Nous ne sommes pas optimistes, Yasser Arafat avait fait beaucoup de concessions aux Israéliens. C’est le premier leader de l’histoire du combat palestinien à avoir reconnu le droit à l’existence d’Israël sur le sol palestinien, il a pratiquement retiré des statuts de l’OLP l’objectif de libération des territoires palestiniens. Ce n’est pas pour rien qu’il a reçu le prix Nobel de la paix en 1994 ; en plus des concessions faites à Oslo en 1993, il a durement réprimé l’opposition palestinienne, des centaines de personnes ont été emprisonnées et au moins 25 sont mortes sous la torture. Il s’agit bien des prisons de Yasser Arafat. Je ne vois pas ce que Bush et les Israéliens peuvent encore attendre comme concession de la part de Mahmoud Abbas ? Nous mettre tout nus ?

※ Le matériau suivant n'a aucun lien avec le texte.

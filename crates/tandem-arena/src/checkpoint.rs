//! Saved cursor positions.
//!
//! A [`Checkpoint`] records how deep one side of an arena was at the time
//! of [`Arena::save`](crate::Arena::save) or
//! [`Arena::save_top`](crate::Arena::save_top). The side is part of the
//! type, so a bottom checkpoint cannot be handed to `restore_top`.

use std::fmt;
use std::marker::PhantomData;

use crate::error::Side;

mod sealed {
    pub trait Sealed {}
    impl Sealed for super::Bottom {}
    impl Sealed for super::Top {}
}

/// Type-level marker for an arena growth front.
pub trait Front: sealed::Sealed + Copy + fmt::Debug + Eq {
    /// The runtime side this marker stands for.
    const SIDE: Side;
}

/// Marker for the bottom (upward-growing) front.
#[derive(Clone, Copy, Debug, PartialEq, Eq, Hash)]
pub struct Bottom;

/// Marker for the top (downward-growing) front.
#[derive(Clone, Copy, Debug, PartialEq, Eq, Hash)]
pub struct Top;

impl Front for Bottom {
    const SIDE: Side = Side::Bottom;
}

impl Front for Top {
    const SIDE: Side = Side::Top;
}

/// Opaque saved depth of one arena side.
///
/// Depth is measured from the side's origin: bytes from offset 0 for the
/// bottom, bytes from the end for the top. The checkpoint also remembers
/// which arena instance produced it; restoring it on any other arena,
/// including a partition or a later arena over the same bytes, is rejected.
#[derive(Clone, Copy, Debug, PartialEq, Eq)]
#[must_use]
pub struct Checkpoint<S: Front = Bottom> {
    pub(crate) depth: usize,
    pub(crate) arena: u64,
    _front: PhantomData<S>,
}

impl<S: Front> Checkpoint<S> {
    pub(crate) fn new(depth: usize, arena: u64) -> Self {
        Self {
            depth,
            arena,
            _front: PhantomData,
        }
    }

    /// Committed bytes on this side when the checkpoint was taken.
    pub fn depth(&self) -> usize {
        self.depth
    }

    /// The side this checkpoint belongs to.
    pub fn side(&self) -> Side {
        S::SIDE
    }
}

impl<S: Front> fmt::Display for Checkpoint<S> {
    fn fmt(&self, f: &mut fmt::Formatter<'_>) -> fmt::Result {
        write!(f, "Checkpoint({}, depth={})", S::SIDE, self.depth)
    }
}

#[cfg(test)]
mod tests {
    use super::*;

    #[test]
    fn side_follows_marker() {
        let bottom: Checkpoint = Checkpoint::new(12, 1);
        let top: Checkpoint<Top> = Checkpoint::new(4, 1);
        assert_eq!(bottom.side(), Side::Bottom);
        assert_eq!(top.side(), Side::Top);
        assert_eq!(bottom.depth(), 12);
    }

    #[test]
    fn display_names_side_and_depth() {
        let top: Checkpoint<Top> = Checkpoint::new(4, 1);
        assert_eq!(top.to_string(), "Checkpoint(top, depth=4)");
    }
}
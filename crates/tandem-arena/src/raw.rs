//! Low-level primitives for arena memory operations.
//!
//! [`Fronts`] owns the two cursors and the borrowed byte range. It is the
//! only place in the crate that builds slices from raw pointers; every
//! `unsafe` block carries a `// SAFETY:` comment.
//!
//! Soundness rests on one rule: cursors only move *inward* (toward each
//! other) through `&self`, and only move *outward* through `&mut self`.
//! A slice handed out by a bump therefore lives at most as long as the
//! shared borrow that produced it, and no release can run while it exists.

#![allow(unsafe_code)]

use std::cell::Cell;
use std::marker::PhantomData;
use std::ptr::NonNull;

/// Exclusive view over a byte range with a bottom and a top cursor.
///
/// Invariant: `0 <= bottom <= top <= len`.
pub(crate) struct Fronts<'buf> {
    base: NonNull<u8>,
    len: usize,
    bottom: Cell<usize>,
    top: Cell<usize>,
    _bytes: PhantomData<&'buf mut [u8]>,
}

// SAFETY: `Fronts` is built from a `&'buf mut [u8]` and behaves like one;
// moving it to another thread moves the unique borrow with it. It stays
// `!Sync` because the cursors are `Cell`s.
unsafe impl Send for Fronts<'_> {}

impl<'buf> Fronts<'buf> {
    /// Take over `bytes` with both cursors at their empty positions.
    pub(crate) fn new(bytes: &'buf mut [u8]) -> Self {
        let len = bytes.len();
        Self {
            base: NonNull::from(bytes).cast(),
            len,
            bottom: Cell::new(0),
            top: Cell::new(len),
            _bytes: PhantomData,
        }
    }

    pub(crate) fn len(&self) -> usize {
        self.len
    }

    pub(crate) fn bottom(&self) -> usize {
        self.bottom.get()
    }

    pub(crate) fn top(&self) -> usize {
        self.top.get()
    }

    /// Address of the first byte.
    pub(crate) fn addr(&self) -> usize {
        self.base.as_ptr().addr()
    }

    /// Bytes the bottom cursor must advance to reach an `align`-aligned
    /// address.
    pub(crate) fn bottom_padding(&self, align: usize) -> usize {
        debug_assert!(align.is_power_of_two());
        (self.addr() + self.bottom.get()).wrapping_neg() & (align - 1)
    }

    /// Bytes the top cursor must retreat to reach an `align`-aligned
    /// address.
    pub(crate) fn top_padding(&self, align: usize) -> usize {
        debug_assert!(align.is_power_of_two());
        (self.addr() + self.top.get()) & (align - 1)
    }

    /// Reserve `len` bytes at the bottom cursor.
    ///
    /// Returns the start offset and the region, or `Err(len)` if it did not
    /// fit. On error nothing moves.
    pub(crate) fn bump_bottom(&self, len: usize) -> Result<(usize, &mut [u8]), usize> {
        let start = self.bottom.get();
        if len > self.top.get() - start {
            return Err(len);
        }
        self.bottom.set(start + len);
        // SAFETY: `start..start + len` lies inside `bottom..top`. Bottom-side
        // slices still alive end at or before the old `bottom` and top-side
        // slices begin at or after `top`, because cursors only retreat
        // through `&mut self`. The range is therefore unaliased and within
        // the `len`-byte allocation behind `base`.
        let bytes = unsafe { std::slice::from_raw_parts_mut(self.base.as_ptr().add(start), len) };
        Ok((start, bytes))
    }

    /// Reserve `len` bytes ending at the top cursor.
    ///
    /// Same contract as [`Fronts::bump_bottom`], mirrored.
    pub(crate) fn bump_top(&self, len: usize) -> Result<(usize, &mut [u8]), usize> {
        let top = self.top.get();
        if len > top - self.bottom.get() {
            return Err(len);
        }
        let start = top - len;
        self.top.set(start);
        // SAFETY: `start..start + len` lies inside `bottom..top`, mirrored
        // argument of `bump_bottom`.
        let bytes = unsafe { std::slice::from_raw_parts_mut(self.base.as_ptr().add(start), len) };
        Ok((start, bytes))
    }

    /// Move the bottom cursor to `offset` (either direction).
    ///
    /// # Panics
    ///
    /// Panics if `offset` would cross the top cursor.
    pub(crate) fn set_bottom(&mut self, offset: usize) {
        assert!(offset <= self.top.get(), "bottom cursor crossed top");
        self.bottom.set(offset);
    }

    /// Move the top cursor to `offset` (either direction).
    ///
    /// # Panics
    ///
    /// Panics if `offset` would cross the bottom cursor or the end.
    pub(crate) fn set_top(&mut self, offset: usize) {
        assert!(
            offset >= self.bottom.get() && offset <= self.len,
            "top cursor crossed bottom"
        );
        self.top.set(offset);
    }

    /// Overwrite `start..end` with `byte`.
    ///
    /// # Panics
    ///
    /// Panics if the range is out of bounds.
    pub(crate) fn fill(&mut self, start: usize, end: usize, byte: u8) {
        assert!(start <= end && end <= self.len, "fill out of bounds");
        // SAFETY: `&mut self` guarantees no slice produced by a bump is
        // alive, and the range was bounds-checked above.
        let bytes =
            unsafe { std::slice::from_raw_parts_mut(self.base.as_ptr().add(start), end - start) };
        bytes.fill(byte);
    }
}

#[cfg(test)]
mod tests {
    use super::*;

    #[test]
    fn bumps_meet_in_the_middle() {
        let mut buf = [0u8; 32];
        let fronts = Fronts::new(&mut buf);
        let (b, lo) = fronts.bump_bottom(10).unwrap();
        let (t, hi) = fronts.bump_top(22).unwrap();
        assert_eq!((b, lo.len()), (0, 10));
        assert_eq!((t, hi.len()), (10, 22));
        assert_eq!(fronts.bottom(), fronts.top());
        assert_eq!(fronts.bump_bottom(1), Err(1));
        assert_eq!(fronts.bump_top(1), Err(1));
    }

    #[test]
    fn padding_measures_distance_to_alignment() {
        let mut buf = [0u64; 4];
        let bytes: &mut [u8] = bytemuck::cast_slice_mut(&mut buf);
        let fronts = Fronts::new(bytes);
        assert_eq!(fronts.bottom_padding(8), 0);
        fronts.bump_bottom(1).unwrap();
        assert_eq!(fronts.bottom_padding(8), 7);
        assert_eq!(fronts.bottom_padding(1), 0);
        fronts.bump_top(3).unwrap();
        assert_eq!(fronts.top_padding(4), 1);
        assert_eq!(fronts.top_padding(8), 5);
    }

    #[test]
    fn set_and_fill_after_release() {
        let mut buf = [0u8; 8];
        let mut fronts = Fronts::new(&mut buf);
        fronts.bump_bottom(4).unwrap().1.fill(7);
        fronts.set_bottom(0);
        fronts.fill(0, 4, 0xCD);
        let (_, again) = fronts.bump_bottom(4).unwrap();
        assert_eq!(again, &[0xCD; 4]);
    }

    #[test]
    #[should_panic(expected = "bottom cursor crossed top")]
    fn set_bottom_past_top_panics() {
        let mut buf = [0u8; 8];
        let mut fronts = Fronts::new(&mut buf);
        fronts.bump_top(4).unwrap();
        fronts.set_bottom(5);
    }

    #[test]
    fn empty_buffer_accepts_zero_length_bumps() {
        let mut buf: [u8; 0] = [];
        let fronts = Fronts::new(&mut buf);
        assert!(fronts.bump_bottom(0).is_ok());
        assert!(fronts.bump_top(0).is_ok());
        assert_eq!(fronts.bump_bottom(1), Err(1));
    }
}
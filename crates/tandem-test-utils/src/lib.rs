//! Test utilities for Tandem arena development.
//!
//! Provides [`ShadowArena`], a pure model of an arena's two cursors, the
//! [`ArenaOp`] vocabulary with proptest strategies, and [`ModelRun`], which
//! replays operations against a real [`Arena`] and the model side by side
//! and asserts they agree after every step.

#![forbid(unsafe_code)]
#![allow(missing_docs)]
#![deny(rustdoc::broken_intra_doc_links)]

pub mod fixtures;

pub use fixtures::{arena_buffer, init_tracing, is_stamped, stamp, POISON};

use proptest::prelude::*;
use tandem_arena::{Arena, Bottom, Checkpoint, Side, Top};

/// Reference model of an arena: one stack of allocation sizes per side.
#[derive(Clone, Debug, Default, PartialEq, Eq)]
pub struct ShadowArena {
    capacity: usize,
    bottom: Vec<usize>,
    top: Vec<usize>,
}

impl ShadowArena {
    pub fn new(capacity: usize) -> Self {
        Self {
            capacity,
            bottom: Vec::new(),
            top: Vec::new(),
        }
    }

    fn stack(&self, side: Side) -> &Vec<usize> {
        match side {
            Side::Bottom => &self.bottom,
            Side::Top => &self.top,
        }
    }

    fn stack_mut(&mut self, side: Side) -> &mut Vec<usize> {
        match side {
            Side::Bottom => &mut self.bottom,
            Side::Top => &mut self.top,
        }
    }

    pub fn capacity(&self) -> usize {
        self.capacity
    }

    /// Committed bytes on `side`.
    pub fn depth(&self, side: Side) -> usize {
        self.stack(side).iter().sum()
    }

    pub fn committed(&self) -> usize {
        self.depth(Side::Bottom) + self.depth(Side::Top)
    }

    pub fn free(&self) -> usize {
        self.capacity - self.committed()
    }

    /// Number of live allocations on `side`.
    pub fn live(&self, side: Side) -> usize {
        self.stack(side).len()
    }

    /// Record a push; returns `false` (and changes nothing) if it cannot fit.
    pub fn push(&mut self, side: Side, len: usize) -> bool {
        if len > self.free() {
            return false;
        }
        self.stack_mut(side).push(len);
        true
    }

    /// Forget the newest allocation on `side`, returning its size.
    pub fn pop_last(&mut self, side: Side) -> Option<usize> {
        self.stack_mut(side).pop()
    }

    /// Keep only the oldest `live` allocations on `side`.
    pub fn truncate(&mut self, side: Side, live: usize) {
        self.stack_mut(side).truncate(live);
    }

    pub fn reset(&mut self) {
        self.bottom.clear();
        self.top.clear();
    }
}

/// One step of a randomised arena workload.
#[derive(Clone, Copy, Debug, PartialEq, Eq)]
pub enum ArenaOp {
    /// Push `len` bytes.
    Push { side: Side, len: usize },
    /// Pop the newest allocation, if any.
    PopLast { side: Side },
    /// Save a checkpoint.
    Save { side: Side },
    /// Restore the newest still-valid checkpoint, if any.
    RestoreLast { side: Side },
    /// Release both sides.
    Reset,
}

pub fn arb_side() -> impl Strategy<Value = Side> {
    prop_oneof![Just(Side::Bottom), Just(Side::Top)]
}

/// Ops with push lengths in `0..=max_len`, weighted toward pushes.
pub fn arb_op(max_len: usize) -> impl Strategy<Value = ArenaOp> {
    prop_oneof![
        4 => (arb_side(), 0..=max_len).prop_map(|(side, len)| ArenaOp::Push { side, len }),
        2 => arb_side().prop_map(|side| ArenaOp::PopLast { side }),
        1 => arb_side().prop_map(|side| ArenaOp::Save { side }),
        1 => arb_side().prop_map(|side| ArenaOp::RestoreLast { side }),
        1 => Just(ArenaOp::Reset),
    ]
}

pub fn arb_ops(max_len: usize, max_ops: usize) -> impl Strategy<Value = Vec<ArenaOp>> {
    proptest::collection::vec(arb_op(max_len), 0..max_ops)
}

/// Drives an [`Arena`] and a [`ShadowArena`] in lockstep.
///
/// Checkpoints are kept with the number of live allocations at save time.
/// A pop below that count invalidates the checkpoint, so only
/// checkpoints that are still legal to restore are ever replayed.
#[derive(Debug)]
pub struct ModelRun {
    shadow: ShadowArena,
    bottom_marks: Vec<(Checkpoint<Bottom>, usize)>,
    top_marks: Vec<(Checkpoint<Top>, usize)>,
}

impl ModelRun {
    pub fn new(capacity: usize) -> Self {
        Self {
            shadow: ShadowArena::new(capacity),
            bottom_marks: Vec::new(),
            top_marks: Vec::new(),
        }
    }

    pub fn shadow(&self) -> &ShadowArena {
        &self.shadow
    }

    /// Apply `op` to both the arena and the model, then compare them.
    ///
    /// # Panics
    ///
    /// Panics on any disagreement between the arena and the model.
    pub fn apply(&mut self, arena: &mut Arena<'_>, op: ArenaOp) {
        match op {
            ArenaOp::Push { side, len } => {
                let fits = self.shadow.push(side, len);
                let result = match side {
                    Side::Bottom => arena.push(len).map(|bytes| bytes.len()),
                    Side::Top => arena.push_top(len).map(|bytes| bytes.len()),
                };
                match result {
                    Ok(got) => {
                        assert!(fits, "{op:?} succeeded but the model has {} free", self.shadow.free());
                        assert_eq!(got, len, "{op:?} returned a short region");
                    }
                    Err(err) => assert!(!fits, "{op:?} failed unexpectedly: {err}"),
                }
            }
            ArenaOp::PopLast { side } => {
                if let Some(len) = self.shadow.pop_last(side) {
                    let result = match side {
                        Side::Bottom => arena.pop(len),
                        Side::Top => arena.pop_top(len),
                    };
                    assert_eq!(result, Ok(()), "{op:?} of {len} bytes");
                    self.drop_stale_marks(side);
                }
            }
            ArenaOp::Save { side } => {
                let live = self.shadow.live(side);
                match side {
                    Side::Bottom => self.bottom_marks.push((arena.save(), live)),
                    Side::Top => self.top_marks.push((arena.save_top(), live)),
                }
            }
            ArenaOp::RestoreLast { side } => {
                let restored = match side {
                    Side::Bottom => self
                        .bottom_marks
                        .pop()
                        .map(|(mark, live)| (arena.restore(mark), live)),
                    Side::Top => self
                        .top_marks
                        .pop()
                        .map(|(mark, live)| (arena.restore_top(mark), live)),
                };
                if let Some((result, live)) = restored {
                    assert_eq!(result, Ok(()), "{op:?}");
                    self.shadow.truncate(side, live);
                }
            }
            ArenaOp::Reset => {
                arena.reset();
                self.shadow.reset();
                self.bottom_marks.clear();
                self.top_marks.clear();
            }
        }
        self.check(arena);
    }

    fn drop_stale_marks(&mut self, side: Side) {
        let live = self.shadow.live(side);
        match side {
            Side::Bottom => self.bottom_marks.retain(|&(_, at)| at <= live),
            Side::Top => self.top_marks.retain(|&(_, at)| at <= live),
        }
    }

    /// Assert the arena's cursors match the model.
    pub fn check(&self, arena: &Arena<'_>) {
        let stats = arena.stats();
        assert_eq!(stats.capacity, self.shadow.capacity(), "capacity");
        assert_eq!(stats.bottom, self.shadow.depth(Side::Bottom), "bottom depth");
        assert_eq!(stats.top, self.shadow.depth(Side::Top), "top depth");
        assert_eq!(stats.free, self.shadow.free(), "free bytes");
        assert_eq!(arena.commit_size(), self.shadow.committed(), "committed bytes");
    }
}
use tandem_arena::{kib, Arena, ArenaConfig, ArenaError, HeapBuffer, ScratchRegion};
use tandem_test_utils::{arena_buffer, init_tracing};

#[test]
fn push_save_restore_partition_walkthrough() {
    init_tracing();
    let mut buf = vec![0u8; 1024];
    let mut arena = Arena::new(&mut buf);

    let a = arena.push(100).unwrap();
    assert_eq!(a.len(), 100);
    assert_eq!(arena.free_size(), 924);

    let mark = arena.save();
    arena.push(200).unwrap();
    assert_eq!(arena.free_size(), 724);
    arena.restore(mark).unwrap();
    assert_eq!(arena.free_size(), 924);

    let child = arena.partition(500).unwrap();
    assert_eq!(arena.free_size(), 424);
    assert_eq!(child.free_size(), 500);
    assert!(child.push(500).is_ok());
    assert_eq!(
        child.push(1).unwrap_err(),
        ArenaError::CapacityExceeded {
            requested: 1,
            available: 0,
        }
    );
}

#[test]
fn engine_state_below_frame_scratch_above() {
    init_tracing();
    let mut buffer = arena_buffer(kib(4));
    let mut arena = buffer.arena();

    // Long-lived state grows from the bottom once.
    arena.push_copy(b"engine state").unwrap();
    let persistent = arena.commit_size();

    // Each frame pushes scratch from the top and drops all of it.
    for frame in 0..8usize {
        let mark = arena.save_top();
        let scratch = arena.push_top(256 + frame * 64).unwrap();
        scratch.fill(frame as u8);
        arena.push_value_top(frame as u32).unwrap();
        arena.restore_top(mark).unwrap();
        assert_eq!(arena.commit_size(), persistent);
    }

    let stats = arena.stats();
    assert_eq!(stats.bottom, persistent);
    assert_eq!(stats.top, 0);
    assert!(stats.top_high_water >= 256 + 7 * 64 + 4);
}

#[test]
fn temporary_decode_buffer_is_discarded() {
    let mut buffer = HeapBuffer::new(ArenaConfig::new(kib(1))).unwrap();
    let mut arena = buffer.arena();

    let checksum: u32 = arena.with_scope(|scope| {
        let raw = scope.load_nul_terminated("#version 330\nvoid main() {}").unwrap();
        raw.iter().map(|&b| u32::from(b)).sum()
    });

    assert!(checksum > 0);
    assert_eq!(arena.commit_size(), 0);
}

#[test]
fn oversized_startup_allocation_is_detectable() {
    let mut buffer = HeapBuffer::new(ArenaConfig::new(kib(1))).unwrap();
    let arena = buffer.arena();
    assert!(!arena.can_accommodate(kib(2)));
    assert!(matches!(
        arena.partition(kib(2)),
        Err(ArenaError::CapacityExceeded { .. })
    ));
    assert_eq!(arena.commit_size(), 0);
}

#[test]
fn scratch_region_reuses_one_buffer() {
    let mut scratch = ScratchRegion::new(ArenaConfig::new(kib(1))).unwrap();
    let mut first = 0;
    for i in 0..4 {
        let addr = scratch.frame(|arena| {
            let bytes = arena.push(512).unwrap();
            bytes.as_ptr().addr()
        });
        if i == 0 {
            first = addr;
        }
        assert_eq!(addr, first);
    }
    assert_eq!(scratch.frames(), 4);
    assert_eq!(scratch.peak_commit(), 512);
}
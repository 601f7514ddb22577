//! Reusable arena test fixtures.
//!
//! - [`arena_buffer`]: a heap buffer whose arenas poison released bytes.
//! - [`stamp`] / [`is_stamped`]: tag a region and check the tag survived,
//!   for overlap and disjointness tests.
//! - [`init_tracing`]: route `tracing` output to the test harness.

use tandem_arena::{ArenaConfig, HeapBuffer};
use tracing_subscriber::{fmt, prelude::*, EnvFilter};

/// Byte written over released regions by [`arena_buffer`] arenas.
pub const POISON: u8 = 0xA5;

/// A buffer of `capacity` bytes whose arenas poison released bytes.
///
/// # Panics
///
/// Panics if `capacity` is not a valid arena capacity.
pub fn arena_buffer(capacity: usize) -> HeapBuffer {
    HeapBuffer::new(ArenaConfig::new(capacity).with_poison(POISON))
        .expect("fixture capacity must be valid")
}

/// Fill `region` with a pattern derived from `tag`.
pub fn stamp(region: &mut [u8], tag: u8) {
    for (i, byte) in region.iter_mut().enumerate() {
        *byte = tag.wrapping_add(i as u8);
    }
}

/// Whether `region` still holds the pattern written by [`stamp`].
pub fn is_stamped(region: &[u8], tag: u8) -> bool {
    region
        .iter()
        .enumerate()
        .all(|(i, &byte)| byte == tag.wrapping_add(i as u8))
}

/// Install a test-writer subscriber filtered by `RUST_LOG` (default `warn`).
///
/// Safe to call from every test; only the first call installs.
pub fn init_tracing() {
    let filter = EnvFilter::try_from_default_env().unwrap_or_else(|_| EnvFilter::new("warn"));
    let _ = tracing_subscriber::registry()
        .with(filter)
        .with(fmt::layer().with_test_writer())
        .try_init();
}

Les réfugiés, qui sont six ou sept millions, doivent rentrer conformément à la résolution de l’ONU, le statut de Jérusalem doit être défini et les colonies juives évacuées. Je ne pense pas que Mahmoud Abbas perde de vue ces objectifs. Il n’a pas assez de poids dans le Fatah et dans la population en général, ni lui ni personne ne pourra arrêter la résistance tant que le problème palestinien ne sera pas résolu. C’est un vétéran du mouvement, mais on ne peut pas dire qu’il soit un leader historique. Notre combat a une longue histoire, c’est de la Deuxième Guerre mondiale qu’a résulté la naissance d’Israël. Ce sont Staline et les leaders occidentaux qui l’ont décidé et qui ont chassé les Palestiniens pour installer les juifs sur leur sol. Nous n’avons pas encore de leader qui incarne vraiment la volonté du peuple et Abbas ne doit pas franchir la ligne rouge. Concernant le retour des réfugiés par exemple, s’il trahit les intérêts du peuple il se trouvera toujours un Palestinien pour le lui faire payer.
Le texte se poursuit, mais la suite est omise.